§ **RAW DATA**
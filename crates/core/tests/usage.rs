//! Usage rendering tests: flat per-command lines and the condensed smart
//! form.

mod common;

use common::{demo_dispatcher, source, TestSource};

use cmdtree_core::{literal, CommandDispatcher, Gate};

#[test]
fn all_usage_lists_every_executable_path() {
    let dispatcher = demo_dispatcher();
    let usage = dispatcher.all_usage(dispatcher.root(), &source(), true);
    assert_eq!(
        usage,
        vec![
            "e",
            "e 1",
            "f 1",
            "f 2",
            "g",
            "g 1",
            "h",
            "i",
            "j ...",
            "k -> h",
            "user-test <User> <Dummy>",
        ]
    );
}

#[test]
fn all_usage_unrestricted_includes_hidden_subtrees() {
    let mut dispatcher: CommandDispatcher<TestSource> = CommandDispatcher::new();
    dispatcher.register(
        literal("admin")
            .requires(|_| Gate::hidden())
            .executes(|_| Ok(None)),
    );
    dispatcher.register(literal("play").executes(|_| Ok(None)));

    assert_eq!(
        dispatcher.all_usage(dispatcher.root(), &source(), true),
        vec!["play"]
    );
    assert_eq!(
        dispatcher.all_usage(dispatcher.root(), &source(), false),
        vec!["admin", "play"]
    );
}

#[test]
fn smart_usage_condenses_alternation_and_optionality() {
    let dispatcher = demo_dispatcher();
    let usage: Vec<String> = dispatcher
        .smart_usage(dispatcher.root(), &source())
        .into_iter()
        .map(|(_, text)| text)
        .collect();
    assert_eq!(
        usage,
        vec![
            "a (1|2)",
            "b 1",
            "c",
            "e [1]",
            "f (1|2)",
            "g [1]",
            "h",
            "i [1|2]",
            "j ...",
            "k -> h",
            "user-test <User> <Dummy>",
        ]
    );
}

#[test]
fn smart_usage_keys_are_the_child_nodes() {
    let dispatcher = demo_dispatcher();
    for (node, _) in dispatcher.smart_usage(dispatcher.root(), &source()) {
        let name = dispatcher.node(node).name();
        assert!(!name.is_empty(), "smart usage never includes the root");
        assert_ne!(name, "d", "hidden children are omitted");
    }
}
//! The built-in demonstration grammar the binary operates on.

use cmdtree_core::{
    literal, CommandDispatcher, Gate, IntegerArgument, ListArgument, StringArgument,
};

/// The acting user for a CLI invocation.
#[derive(Debug, Clone, PartialEq, Eq)]
pub struct Invoker {
    /// Display name.
    pub name: String,
    /// Whether admin-gated commands are available.
    pub admin: bool,
}

/// Build the demo dispatcher.
///
/// ```text
/// math (add|mul) <a> <b>
/// greet <who>
/// say <message…>
/// sum <numbers,…>
/// admin reload            (admins only)
/// version | ver
/// ```
pub fn dispatcher() -> CommandDispatcher<Invoker> {
    let mut dispatcher = CommandDispatcher::new();

    dispatcher.register(
        literal("math")
            .then_literal("add", |b| {
                b.then_argument("a", IntegerArgument::new(), |b| {
                    b.then_argument("b", IntegerArgument::new(), |b| {
                        b.executes(|ctx| {
                            let a = ctx.argument::<i64>("a")?;
                            let b = ctx.argument::<i64>("b")?;
                            let sum = a + b;
                            println!("{a} + {b} = {sum}");
                            Ok(Some(sum as i32))
                        })
                        .describe("add two integers")
                    })
                })
            })
            .then_literal("mul", |b| {
                b.then_argument("a", IntegerArgument::new(), |b| {
                    b.then_argument("b", IntegerArgument::new(), |b| {
                        b.executes(|ctx| {
                            let a = ctx.argument::<i64>("a")?;
                            let b = ctx.argument::<i64>("b")?;
                            let product = a * b;
                            println!("{a} * {b} = {product}");
                            Ok(Some(product as i32))
                        })
                        .describe("multiply two integers")
                    })
                })
            }),
    );

    dispatcher.register(
        literal("greet").then_argument("who", StringArgument::word(), |b| {
            b.executes(|ctx| {
                println!("Hello, {}!", ctx.argument::<String>("who")?);
                Ok(None)
            })
            .describe("greet someone by name")
        }),
    );

    dispatcher.register(
        literal("say").then_argument("message", StringArgument::greedy(), |b| {
            b.executes(|ctx| {
                println!("{}", ctx.argument::<String>("message")?);
                Ok(None)
            })
            .describe("echo the rest of the line")
        }),
    );

    dispatcher.register(literal("sum").then_argument(
        "numbers",
        ListArgument::new(IntegerArgument::new(), ','),
        |b| {
            b.executes(|ctx| {
                let numbers = ctx.argument::<Vec<i64>>("numbers")?;
                let total: i64 = numbers.iter().sum();
                println!("sum = {total}");
                Ok(Some(total as i32))
            })
            .describe("sum a comma-separated list")
        },
    ));

    dispatcher.register(
        literal("admin")
            .requires(|invoker: &Invoker| {
                if invoker.admin {
                    Gate::Allow
                } else {
                    Gate::denied("admins only")
                }
            })
            .then_literal("reload", |b| {
                b.executes(|ctx| {
                    println!("reloaded by {}", ctx.source().name);
                    Ok(None)
                })
            }),
    );

    dispatcher.register(literal(["version", "ver"]).executes(|_| {
        println!("cmdtree {}", env!("CARGO_PKG_VERSION"));
        Ok(None)
    }));

    dispatcher
}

§ **EXERCISE DESCRIPTION**
Once you have counted the lines of the records that contain the word "message", give the count and nothing else.

§ **RESULT OF THIS EXERCISE**
3